//! Per-vertex skinning attributes
//!
//! A vertex is skinned by up to three joint matrices blended with 8-bit
//! weights. The derived ordering (count, then joints, then weights) is what
//! the allocator keys on and what liveness analysis sorts by, so the field
//! order of [`SkinAttributes`] must not change.

/// Weight carried by a single-joint attribute.
pub const FULL_WEIGHT: u8 = 255;

/// Up to three (joint, weight) pairs.
///
/// `count == 0` only appears on the decode side: it is the bind (identity)
/// matrix that non-animated meshes load in place of joint 0.
#[derive(Debug, Clone, Copy, Default, PartialEq, Eq, PartialOrd, Ord, Hash)]
pub struct SkinAttributes {
    pub count: u8,
    pub joints: [i8; 3],
    pub weights: [u8; 3],
}

impl SkinAttributes {
    /// Unblended matrix for one joint.
    #[inline]
    pub const fn single(joint: i8) -> Self {
        Self {
            count: 1,
            joints: [joint, 0, 0],
            weights: [FULL_WEIGHT, 0, 0],
        }
    }

    #[inline]
    pub const fn two_way(joints: [i8; 2], weights: [u8; 2]) -> Self {
        Self {
            count: 2,
            joints: [joints[0], joints[1], 0],
            weights: [weights[0], weights[1], 0],
        }
    }

    #[inline]
    pub const fn three_way(joints: [i8; 3], weights: [u8; 3]) -> Self {
        Self {
            count: 3,
            joints,
            weights,
        }
    }

    /// Bind pose matrix used by meshes without animation.
    #[inline]
    pub const fn identity() -> Self {
        Self {
            count: 0,
            joints: [0; 3],
            weights: [0; 3],
        }
    }

    /// True if this matrix has to be produced by a blend operation.
    #[inline]
    pub const fn is_blend(&self) -> bool {
        self.count > 1
    }

    /// The joints actually referenced (the first `count` entries).
    pub fn used_joints(&self) -> &[i8] {
        &self.joints[..(self.count as usize).min(3)]
    }
}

==========

The expected output is every line from the material above where "what" can be found.

SOLUTION FOR THIS PROBLEM >>
//! weights. The derived ordering (count, then joints, then weights) is what
//! the allocator keys on and what liveness analysis sorts by, so the field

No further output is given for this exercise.